# WHAT YOU NEED TO DO
Check every line of the entries below for the word "FetchConfig", and copy the ones that have it.
*** Opening EXERCISE DATA ***
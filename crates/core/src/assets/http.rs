//! Stager that downloads, decodes and verifies assets.

use async_trait::async_trait;
use base64::{engine::general_purpose, Engine as _};
use reqwest::{Client, Url};
use serde::{Deserialize, Serialize};
use std::path::{Path, PathBuf};
use std::sync::Arc;
use std::time::Duration;
use tracing::{debug, info};

use super::config::FetchConfig;
use super::error::AssetError;
use super::traits::AssetStager;
use crate::concurrency::{
    retry_with_backoff, PoolStatus, RateLimitStatus, RetryConfig, SlidingWindowLimiter, Transient,
    WorkerPool,
};
use crate::metrics;
use crate::scene::{CompositionRequest, MediaSource, SubtitleSource};

/// Download pool and rate limiter occupancy.
#[derive(Debug, Clone, Serialize, Deserialize, PartialEq, Eq)]
pub struct FetchStatus {
    pub pool: PoolStatus,
    pub rate_limit: RateLimitStatus,
}

/// Production [`AssetStager`].
///
/// - local paths are checked for existence
/// - `data:` URIs and bare base64 are decoded to files
/// - URLs are downloaded through a bounded pool, a shared rate limiter and
///   exponential backoff
/// - inline subtitle text is written to a file
pub struct HttpAssetStager {
    client: Client,
    config: FetchConfig,
    limiter: Arc<SlidingWindowLimiter>,
    pool: WorkerPool,
}

impl HttpAssetStager {
    pub fn new(config: FetchConfig) -> Result<Self, AssetError> {
        let client = Client::builder()
            .timeout(Duration::from_secs(config.timeout_secs))
            .user_agent(config.user_agent.clone())
            .build()
            .map_err(|e| AssetError::Client(e.to_string()))?;

        Ok(Self {
            client,
            limiter: Arc::new(SlidingWindowLimiter::per_minute(config.calls_per_minute)),
            pool: WorkerPool::new("fetch", config.max_concurrent),
            config,
        })
    }

    pub async fn status(&self) -> FetchStatus {
        FetchStatus {
            pool: self.pool.status(),
            rate_limit: self.limiter.status().await,
        }
    }

    async fn download_all(
        &self,
        downloads: Vec<(usize, String)>,
        work_dir: &Path,
    ) -> Result<Vec<(usize, PathBuf)>, AssetError> {
        if downloads.is_empty() {
            return Ok(Vec::new());
        }

        let client = self.client.clone();
        let limiter = self.limiter.clone();
        let retry = self.config.retry.clone();
        let dir = work_dir.to_path_buf();

        let results = self
            .pool
            .run(downloads, move |(index, url)| {
                let client = client.clone();
                let limiter = limiter.clone();
                let retry = retry.clone();
                let dir = dir.clone();
                async move {
                    let dest = dir.join(format!("asset_{}.{}", index, url_extension(&url)));
                    download(&client, &limiter, &retry, &url, &dest).await?;
                    Ok::<_, AssetError>((index, dest))
                }
            })
            .await?;
        Ok(results)
    }
}

async fn download(
    client: &Client,
    limiter: &SlidingWindowLimiter,
    retry: &RetryConfig,
    url: &str,
    dest: &Path,
) -> Result<(), AssetError> {
    let parsed = Url::parse(url).map_err(|_| AssetError::InvalidUrl {
        url: url.to_string(),
    })?;

    let bytes = retry_with_backoff(retry, "asset download", |attempt| {
        let parsed = parsed.clone();
        async move {
            limiter.acquire().await;
            debug!(url, attempt, "Fetching asset");
            let result = fetch(client, parsed, url).await;
            let outcome = match &result {
                Ok(_) => "ok",
                Err(e) if e.is_transient() => "transient",
                Err(_) => "failed",
            };
            metrics::FETCH_ATTEMPTS.with_label_values(&[outcome]).inc();
            result
        }
    })
    .await?;

    tokio::fs::write(dest, &bytes)
        .await
        .map_err(|e| AssetError::io(dest, e))?;
    debug!(url, path = %dest.display(), size = bytes.len(), "Asset downloaded");
    Ok(())
}

async fn fetch(client: &Client, url: Url, raw: &str) -> Result<Vec<u8>, AssetError> {
    let response = client
        .get(url)
        .send()
        .await
        .map_err(|e| AssetError::from_reqwest(raw, e))?;

    let status = response.status();
    if !status.is_success() {
        return Err(AssetError::Status {
            url: raw.to_string(),
            status: status.as_u16(),
        });
    }

    let bytes = response
        .bytes()
        .await
        .map_err(|e| AssetError::from_reqwest(raw, e))?;
    Ok(bytes.to_vec())
}

/// File extension guessed from a URL path, `bin` if there is none.
fn url_extension(url: &str) -> String {
    Url::parse(url)
        .ok()
        .and_then(|u| {
            u.path_segments()
                .and_then(|mut s| s.next_back().map(str::to_string))
        })
        .and_then(|name| name.rsplit_once('.').map(|(_, ext)| ext.to_ascii_lowercase()))
        .filter(|ext| !ext.is_empty() && ext.len() <= 5 && ext.bytes().all(|b| b.is_ascii_alphanumeric()))
        .unwrap_or_else(|| "bin".to_string())
}

/// Decodes a `data:` URI or bare base64 into bytes and a file extension.
pub fn decode_data(data: &str) -> Result<(Vec<u8>, String), AssetError> {
    let data = data.trim();
    let (payload, extension, is_base64) = match data.strip_prefix("data:") {
        Some(rest) => {
            let (header, payload) = rest
                .split_once(',')
                .ok_or_else(|| AssetError::Decode("data URI has no payload".to_string()))?;
            let mime = header.split(';').next().unwrap_or_default();
            (payload, mime_extension(mime), header.ends_with(";base64"))
        }
        None => (data, "bin".to_string(), true),
    };

    if !is_base64 {
        return Ok((payload.as_bytes().to_vec(), extension));
    }

    let cleaned: String = payload.chars().filter(|c| !c.is_whitespace()).collect();
    let bytes = general_purpose::STANDARD
        .decode(cleaned.as_bytes())
        .map_err(|e| AssetError::Decode(e.to_string()))?;
    Ok((bytes, extension))
}

fn mime_extension(mime: &str) -> String {
    match mime.to_ascii_lowercase().as_str() {
        "image/jpeg" | "image/jpg" => "jpg".to_string(),
        "image/svg+xml" => "svg".to_string(),
        "audio/mpeg" | "audio/mp3" => "mp3".to_string(),
        "audio/wav" | "audio/x-wav" | "audio/wave" => "wav".to_string(),
        "text/plain" => "txt".to_string(),
        other => other
            .split_once('/')
            .map(|(_, sub)| sub)
            .filter(|sub| !sub.is_empty() && sub.bytes().all(|b| b.is_ascii_alphanumeric()))
            .map(str::to_string)
            .unwrap_or_else(|| "bin".to_string()),
    }
}

/// Name of the file inline subtitles are written to.
fn subtitle_file_name(content: &str) -> &'static str {
    if content.trim_start().starts_with("[Script Info]") {
        "subtitles.ass"
    } else {
        "subtitles.srt"
    }
}

#[async_trait]
impl AssetStager for HttpAssetStager {
    async fn stage(
        &self,
        job_id: &str,
        request: &CompositionRequest,
        work_dir: &Path,
    ) -> Result<CompositionRequest, AssetError> {
        tokio::fs::create_dir_all(work_dir)
            .await
            .map_err(|e| AssetError::io(work_dir, e))?;

        let mut staged = request.clone();

        if let Some(spec) = staged.subtitles.as_mut() {
            if let SubtitleSource::Inline(text) = &spec.source {
                if !text.trim().is_empty() {
                    let path = work_dir.join(subtitle_file_name(text));
                    tokio::fs::write(&path, text.as_bytes())
                        .await
                        .map_err(|e| AssetError::io(&path, e))?;
                    spec.source = SubtitleSource::File(MediaSource::Path(path));
                }
            }
        }

        let mut downloads = Vec::new();
        for (index, source) in staged.media_sources_mut().into_iter().enumerate() {
            let decoded = match &*source {
                MediaSource::Path(path) => {
                    if !path.as_os_str().is_empty() && tokio::fs::metadata(path).await.is_err() {
                        return Err(AssetError::Missing { path: path.clone() });
                    }
                    None
                }
                MediaSource::Data(data) if !data.trim().is_empty() => {
                    let (bytes, extension) = decode_data(data)?;
                    let path = work_dir.join(format!("asset_{}.{}", index, extension));
                    tokio::fs::write(&path, &bytes)
                        .await
                        .map_err(|e| AssetError::io(&path, e))?;
                    Some(path)
                }
                MediaSource::Data(_) => None,
                MediaSource::Url(url) => {
                    if !url.trim().is_empty() {
                        downloads.push((index, url.trim().to_string()));
                    }
                    None
                }
            };
            if let Some(path) = decoded {
                *source = MediaSource::Path(path);
            }
        }

        let download_count = downloads.len();
        let downloaded = self.download_all(downloads, work_dir).await?;
        let mut sources = staged.media_sources_mut();
        for (index, path) in downloaded {
            if let Some(source) = sources.get_mut(index) {
                **source = MediaSource::Path(path);
            }
        }

        info!(job_id, downloads = download_count, "Assets staged");
        Ok(staged)
    }
}

#[cfg(test)]
mod tests {
    use super::*;
    use crate::scene::{Background, ImageClip, SubtitlePosition, SubtitleSpec};
    use tempfile::TempDir;

    #[test]
    fn test_decode_data_uri() {
        let (bytes, ext) = decode_data("data:image/png;base64,aGVsbG8=").unwrap();
        assert_eq!(bytes, b"hello");
        assert_eq!(ext, "png");

        let (bytes, ext) = decode_data("data:image/jpeg;base64,aGVs\nbG8=").unwrap();
        assert_eq!(bytes, b"hello");
        assert_eq!(ext, "jpg");
    }

    #[test]
    fn test_decode_bare_base64() {
        let (bytes, ext) = decode_data("aGVsbG8=").unwrap();
        assert_eq!(bytes, b"hello");
        assert_eq!(ext, "bin");
        assert!(matches!(
            decode_data("not base64!!"),
            Err(AssetError::Decode(_))
        ));
    }

    #[test]
    fn test_decode_plain_data_uri() {
        let (bytes, ext) = decode_data("data:text/plain,hi").unwrap();
        assert_eq!(bytes, b"hi");
        assert_eq!(ext, "txt");
    }

    #[test]
    fn test_url_extension() {
        assert_eq!(url_extension("https://cdn.example.com/img/photo.JPG?x=1"), "jpg");
        assert_eq!(url_extension("https://cdn.example.com/track"), "bin");
        assert_eq!(url_extension("https://cdn.example.com/a.verylongext"), "bin");
        assert_eq!(url_extension("not a url"), "bin");
    }

    #[tokio::test]
    async fn test_stage_decodes_and_writes_subtitles() {
        let dir = TempDir::new().unwrap();
        let local = dir.path().join("local.png");
        tokio::fs::write(&local, b"png").await.unwrap();

        let mut request = CompositionRequest::new(5.0, 640, 360);
        request.background = Background::Image {
            source: MediaSource::Data("data:image/png;base64,aGVsbG8=".to_string()),
        };
        request.images.push(ImageClip {
            source: MediaSource::Path(local.clone()),
            start: 0.0,
            length: 1.0,
            rect: None,
            ken_burns: None,
        });
        request.subtitles = Some(SubtitleSpec {
            source: SubtitleSource::Inline("1\n00:00:00,000 --> 00:00:01,000\nHi\n".to_string()),
            font_size: 24,
            color: "#FFFFFF".to_string(),
            position: SubtitlePosition::Bottom,
            outline: true,
            background: "transparent".to_string(),
        });

        let work = dir.path().join("job-1");
        let stager = HttpAssetStager::new(FetchConfig::default()).unwrap();
        let staged = stager.stage("job-1", &request, &work).await.unwrap();

        let Background::Image {
            source: MediaSource::Path(bg),
        } = &staged.background
        else {
            panic!("background not staged");
        };
        assert_eq!(bg, &work.join("asset_0.png"));
        assert_eq!(tokio::fs::read(bg).await.unwrap(), b"hello");

        assert_eq!(staged.images[0].source, MediaSource::Path(local));

        let subtitles = staged.subtitles.unwrap();
        assert_eq!(
            subtitles.source,
            SubtitleSource::File(MediaSource::Path(work.join("subtitles.srt")))
        );
        // The caller's request is untouched.
        assert!(matches!(
            request.background,
            Background::Image {
                source: MediaSource::Data(_)
            }
        ));
    }

    #[tokio::test]
    async fn test_stage_missing_local_file() {
        let dir = TempDir::new().unwrap();
        let mut request = CompositionRequest::new(5.0, 640, 360);
        request.images.push(ImageClip {
            source: MediaSource::Path(dir.path().join("nope.png")),
            start: 0.0,
            length: 1.0,
            rect: None,
            ken_burns: None,
        });

        let stager = HttpAssetStager::new(FetchConfig::default()).unwrap();
        let result = stager.stage("job-2", &request, &dir.path().join("w")).await;
        assert!(matches!(result, Err(AssetError::Missing { .. })));
    }

    #[tokio::test]
    async fn test_stage_invalid_url_is_reported() {
        let dir = TempDir::new().unwrap();
        let mut request = CompositionRequest::new(5.0, 640, 360);
        request.images.push(ImageClip {
            source: MediaSource::Url("::not-a-url::".to_string()),
            start: 0.0,
            length: 1.0,
            rect: None,
            ken_burns: None,
        });

        let stager = HttpAssetStager::new(FetchConfig::default()).unwrap();
        let err = stager
            .stage("job-3", &request, &dir.path().join("w"))
            .await
            .unwrap_err();
        let AssetError::Batch(batch) = err else {
            panic!("expected batch error, got {err:?}");
        };
        assert_eq!(batch.failures.len(), 1);
        assert!(batch.failures[0].message.contains("Invalid asset URL"));

        // Rejected before any request, so no rate-limit slot is used.
        let status = stager.status().await;
        assert_eq!(status.pool.name, "fetch");
        assert_eq!(status.pool.active, 0);
        assert_eq!(status.pool.total_processed, 1);
        assert_eq!(status.pool.total_failed, 1);
        assert_eq!(status.rate_limit.calls_in_window, 0);
        assert_eq!(
            status.rate_limit.max_calls,
            FetchConfig::default().calls_per_minute as usize
        );
    }
}
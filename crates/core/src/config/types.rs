use serde::{Deserialize, Serialize};
use std::net::{IpAddr, Ipv4Addr};

use crate::assets::FetchConfig;
use crate::engine::EngineConfig;
use crate::graph::RenderConfig;
use crate::job::JobConfig;

/// Root configuration
///
/// Every section has defaults, so an empty file is a valid configuration.
#[derive(Debug, Clone, Default, Deserialize, Serialize)]
pub struct Config {
    #[serde(default)]
    pub server: ServerConfig,
    #[serde(default)]
    pub engine: EngineConfig,
    #[serde(default)]
    pub render: RenderConfig,
    #[serde(default)]
    pub jobs: JobConfig,
    #[serde(default)]
    pub fetch: FetchConfig,
}

/// Server configuration
#[derive(Debug, Clone, Deserialize, Serialize)]
pub struct ServerConfig {
    #[serde(default = "default_host")]
    pub host: IpAddr,
    #[serde(default = "default_port")]
    pub port: u16,
}

impl Default for ServerConfig {
    fn default() -> Self {
        Self {
            host: default_host(),
            port: default_port(),
        }
    }
}

fn default_host() -> IpAddr {
    IpAddr::V4(Ipv4Addr::UNSPECIFIED)
}

fn default_port() -> u16 {
    8080
}
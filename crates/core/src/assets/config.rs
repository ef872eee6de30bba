//! Configuration for asset fetching.

use serde::{Deserialize, Serialize};

use crate::concurrency::RetryConfig;

/// Limits applied to remote asset downloads.
#[derive(Debug, Clone, Serialize, Deserialize, PartialEq)]
pub struct FetchConfig {
    /// Maximum downloads in flight.
    #[serde(default = "default_max_concurrent")]
    pub max_concurrent: usize,

    /// Ceiling on requests started in any trailing minute.
    #[serde(default = "default_calls_per_minute")]
    pub calls_per_minute: u32,

    /// Per-request timeout in seconds.
    #[serde(default = "default_timeout")]
    pub timeout_secs: u64,

    /// User-Agent header sent upstream.
    #[serde(default = "default_user_agent")]
    pub user_agent: String,

    #[serde(default)]
    pub retry: RetryConfig,
}

fn default_max_concurrent() -> usize {
    4
}

fn default_calls_per_minute() -> u32 {
    60
}

fn default_timeout() -> u64 {
    30
}

fn default_user_agent() -> String {
    concat!("montage/", env!("CARGO_PKG_VERSION")).to_string()
}

impl Default for FetchConfig {
    fn default() -> Self {
        Self {
            max_concurrent: default_max_concurrent(),
            calls_per_minute: default_calls_per_minute(),
            timeout_secs: default_timeout(),
            user_agent: default_user_agent(),
            retry: RetryConfig::default(),
        }
    }
}
use axum::{
    extract::State,
    http::{header, StatusCode},
    response::IntoResponse,
    Json,
};
use montage_core::concurrency::{PoolStatus, RateLimitStatus};
use montage_core::Config;
use serde::Serialize;
use std::sync::Arc;

use crate::metrics::{collect_dynamic_metrics, encode_metrics};
use crate::state::AppState;

#[derive(Serialize)]
pub struct HealthResponse {
    pub status: String,
    pub version: String,
    pub uptime_secs: i64,
}

pub async fn health(State(state): State<Arc<AppState>>) -> Json<HealthResponse> {
    Json(HealthResponse {
        status: "ok".to_string(),
        version: env!("CARGO_PKG_VERSION").to_string(),
        uptime_secs: state.uptime_secs(),
    })
}

pub async fn get_config(State(state): State<Arc<AppState>>) -> Json<Config> {
    Json(state.config().clone())
}

#[derive(Serialize)]
pub struct FetchStatusResponse {
    pub configured: bool,
    #[serde(skip_serializing_if = "Option::is_none")]
    pub pool: Option<PoolStatus>,
    #[serde(skip_serializing_if = "Option::is_none")]
    pub rate_limit: Option<RateLimitStatus>,
}

/// GET /api/v1/fetch/status
///
/// Download pool and rate limiter occupancy.
pub async fn fetch_status(State(state): State<Arc<AppState>>) -> Json<FetchStatusResponse> {
    match state.fetcher() {
        Some(fetcher) => {
            let status = fetcher.status().await;
            Json(FetchStatusResponse {
                configured: true,
                pool: Some(status.pool),
                rate_limit: Some(status.rate_limit),
            })
        }
        None => Json(FetchStatusResponse {
            configured: false,
            pool: None,
            rate_limit: None,
        }),
    }
}

/// Prometheus text exposition.
pub async fn metrics(State(state): State<Arc<AppState>>) -> impl IntoResponse {
    collect_dynamic_metrics(&state);
    match encode_metrics() {
        Ok(body) => (
            StatusCode::OK,
            [(header::CONTENT_TYPE, "text/plain; version=0.0.4")],
            body,
        ),
        Err(e) => (
            StatusCode::INTERNAL_SERVER_ERROR,
            [(header::CONTENT_TYPE, "text/plain")],
            e,
        ),
    }
}
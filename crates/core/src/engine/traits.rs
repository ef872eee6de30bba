//! The external engine port.

use async_trait::async_trait;
use std::time::Duration;

use super::backend::Backend;
use super::error::EngineError;

/// Result of a successful engine run.
#[derive(Debug, Clone, Default)]
pub struct EngineOutput {
    /// Diagnostic output of the run.
    pub stderr: String,
    pub elapsed: Duration,
}

/// An external process that executes compiled programs.
///
/// The job pipeline only talks to the engine through this trait, so tests
/// can swap in a fake.
#[async_trait]
pub trait ExternalEngine: Send + Sync {
    /// Returns the name of this engine implementation.
    fn name(&self) -> &str;

    /// Checks that `backend` can encode in the current environment.
    ///
    /// Must be short, bounded in time and free of side effects.
    async fn probe(&self, backend: Backend) -> Result<(), EngineError>;

    /// Runs the engine with `args` and waits for it to exit.
    async fn run(&self, args: &[String]) -> Result<EngineOutput, EngineError>;
}
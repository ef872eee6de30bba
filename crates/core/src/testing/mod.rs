//! Testing utilities and mock implementations.
//!
//! The job pipeline depends on its collaborators only through traits; these
//! mocks make it fully deterministic in tests.
//!
//! # Example
//!
//! ```rust,ignore
//! use montage_core::testing::{MockEngine, MockStager};
//!
//! let engine = Arc::new(MockEngine::new());
//! let stager = Arc::new(MockStager::new());
//! let pipeline = JobPipeline::new(engine.clone(), stager, store, render, jobs);
//! ```

mod mock_engine;
mod mock_stager;

pub use mock_engine::MockEngine;
pub use mock_stager::MockStager;

/// Test fixtures and helper functions.
pub mod fixtures {
    use std::path::PathBuf;

    use crate::scene::{
        AudioRole, AudioTrack, CompositionRequest, ImageClip, MediaSource, TextCue,
    };

    /// A 1280x720 request of `duration` seconds with nothing on it.
    pub fn empty_request(duration: f64) -> CompositionRequest {
        CompositionRequest::new(duration, 1280, 720)
    }

    /// A full-canvas image clip from a local path.
    pub fn image_clip(path: &str, start: f64, length: f64) -> ImageClip {
        ImageClip {
            source: MediaSource::Path(PathBuf::from(path)),
            start,
            length,
            rect: None,
            ken_burns: None,
        }
    }

    /// A centred text cue.
    pub fn text_cue(text: &str, start: f64, end: f64) -> TextCue {
        TextCue::new(text, start, end)
    }

    /// A background music track from a local path.
    pub fn music(path: &str) -> AudioTrack {
        AudioTrack {
            role: AudioRole::Music,
            source: MediaSource::Path(PathBuf::from(path)),
            volume: None,
        }
    }

    /// A small but complete request: one image, one text cue, music.
    pub fn sample_request() -> CompositionRequest {
        let mut request = empty_request(6.0);
        request.title = "sample".to_string();
        request.images.push(image_clip("/media/a.png", 0.0, 3.0));
        request.texts.push(text_cue("Hello", 1.0, 4.0));
        request.audio.push(music("/media/music.mp3"));
        request
    }
}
*** Closing EXERCISE DATA ***
# RESPONSE TO THIS TASK
use super::config::FetchConfig;
    config: FetchConfig,
    pub fn new(config: FetchConfig) -> Result<Self, AssetError> {
        let stager = HttpAssetStager::new(FetchConfig::default()).unwrap();
        let stager = HttpAssetStager::new(FetchConfig::default()).unwrap();
        let stager = HttpAssetStager::new(FetchConfig::default()).unwrap();
            FetchConfig::default().calls_per_minute as usize
use crate::assets::FetchConfig;
    pub fetch: FetchConfig,
pub struct FetchConfig {
impl Default for FetchConfig {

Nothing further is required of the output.